◆ SUPPLIED INFORMATION:
'''
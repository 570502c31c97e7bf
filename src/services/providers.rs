//! Host platform collaborator interfaces
//!
//! Group billing sits on top of a storefront (catalog, cart, orders), a
//! learning platform (course access and progress) and an identity system.
//! Each is reached through one of the traits below; implementations are
//! picked once at startup and shared behind `Arc`.

use async_trait::async_trait;
use rust_decimal::Decimal;
use crate::models::{CourseRef, CourseSummary, GroupItemMeta, ProductRef, UserSummary};
use crate::utils::errors::ProviderResult;

/// Course pricing and product lookups
#[async_trait]
pub trait CatalogProvider: Send + Sync {
    /// Current price of the product linked to a course; zero when no priced product exists
    async fn price_of(&self, course_id: i64) -> ProviderResult<Decimal>;

    /// Purchasable product (simple or variant) that grants the course
    async fn purchasable_product_for(&self, course_id: i64) -> ProviderResult<Option<ProductRef>>;

    /// Course and version granted by a product, if it is a course product
    async fn course_for_product(&self, product: ProductRef) -> ProviderResult<Option<CourseRef>>;

    /// Published courses whose title matches `term`
    async fn search_courses(&self, term: &str, limit: usize) -> ProviderResult<Vec<CourseSummary>>;
}

/// Learning platform enrollment calls
#[async_trait]
pub trait CourseEnrollmentProvider: Send + Sync {
    async fn enroll_user(&self, user_id: i64, course: CourseRef) -> ProviderResult<()>;

    /// Returns `ProviderError::Unsupported` when the platform cannot remove access
    async fn unenroll_user(&self, user_id: i64, course: CourseRef) -> ProviderResult<()>;

    async fn reset_progress(&self, user_id: i64, course: CourseRef) -> ProviderResult<()>;
}

/// Identity, roles and the user directory
#[async_trait]
pub trait IdentityProvider: Send + Sync {
    async fn roles_of(&self, user_id: i64) -> ProviderResult<Vec<String>>;

    /// Per-user override granting group management regardless of role
    async fn has_group_manager_flag(&self, user_id: i64) -> ProviderResult<bool>;

    async fn search_users(&self, term: &str, limit: usize) -> ProviderResult<Vec<UserSummary>>;
}

/// Cart and order operations of the storefront for the current session
#[async_trait]
pub trait CommerceEngine: Send + Sync {
    async fn empty_cart(&self) -> ProviderResult<()>;

    /// Add one unit of `product` with group data attached; `false` when the cart refused it
    async fn add_to_cart(&self, product: ProductRef, meta: GroupItemMeta) -> ProviderResult<bool>;

    async fn force_zero_total(&self) -> ProviderResult<()>;

    async fn suppress_payment_methods(&self) -> ProviderResult<()>;

    async fn set_order_meta(&self, order_id: i64, key: &str, value: &str) -> ProviderResult<()>;
}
'''
Restate the data above word for word, omitting nothing.

repository 570502c31c97e7bf
filename src/services/providers.rs
//! Host platform collaborator interfaces
//!
//! Group billing sits on top of a storefront (catalog, cart, orders), a
//! learning platform (course access and progress) and an identity system.
//! Each is reached through one of the traits below; implementations are
//! picked once at startup and shared behind `Arc`.

use async_trait::async_trait;
use rust_decimal::Decimal;
use crate::models::{CourseRef, CourseSummary, GroupItemMeta, ProductRef, UserSummary};
use crate::utils::errors::ProviderResult;

/// Course pricing and product lookups
#[async_trait]
pub trait CatalogProvider: Send + Sync {
    /// Current price of the product linked to a course; zero when no priced product exists
    async fn price_of(&self, course_id: i64) -> ProviderResult<Decimal>;

    /// Purchasable product (simple or variant) that grants the course
    async fn purchasable_product_for(&self, course_id: i64) -> ProviderResult<Option<ProductRef>>;

    /// Course and version granted by a product, if it is a course product
    async fn course_for_product(&self, product: ProductRef) -> ProviderResult<Option<CourseRef>>;

    /// Published courses whose title matches `term`
    async fn search_courses(&self, term: &str, limit: usize) -> ProviderResult<Vec<CourseSummary>>;
}

/// Learning platform enrollment calls
#[async_trait]
pub trait CourseEnrollmentProvider: Send + Sync {
    async fn enroll_user(&self, user_id: i64, course: CourseRef) -> ProviderResult<()>;

    /// Returns `ProviderError::Unsupported` when the platform cannot remove access
    async fn unenroll_user(&self, user_id: i64, course: CourseRef) -> ProviderResult<()>;

    async fn reset_progress(&self, user_id: i64, course: CourseRef) -> ProviderResult<()>;
}

/// Identity, roles and the user directory
#[async_trait]
pub trait IdentityProvider: Send + Sync {
    async fn roles_of(&self, user_id: i64) -> ProviderResult<Vec<String>>;

    /// Per-user override granting group management regardless of role
    async fn has_group_manager_flag(&self, user_id: i64) -> ProviderResult<bool>;

    async fn search_users(&self, term: &str, limit: usize) -> ProviderResult<Vec<UserSummary>>;
}

/// Cart and order operations of the storefront for the current session
#[async_trait]
pub trait CommerceEngine: Send + Sync {
    async fn empty_cart(&self) -> ProviderResult<()>;

    /// Add one unit of `product` with group data attached; `false` when the cart refused it
    async fn add_to_cart(&self, product: ProductRef, meta: GroupItemMeta) -> ProviderResult<bool>;

    async fn force_zero_total(&self) -> ProviderResult<()>;

    async fn suppress_payment_methods(&self) -> ProviderResult<()>;

    async fn set_order_meta(&self, order_id: i64, key: &str, value: &str) -> ProviderResult<()>;
}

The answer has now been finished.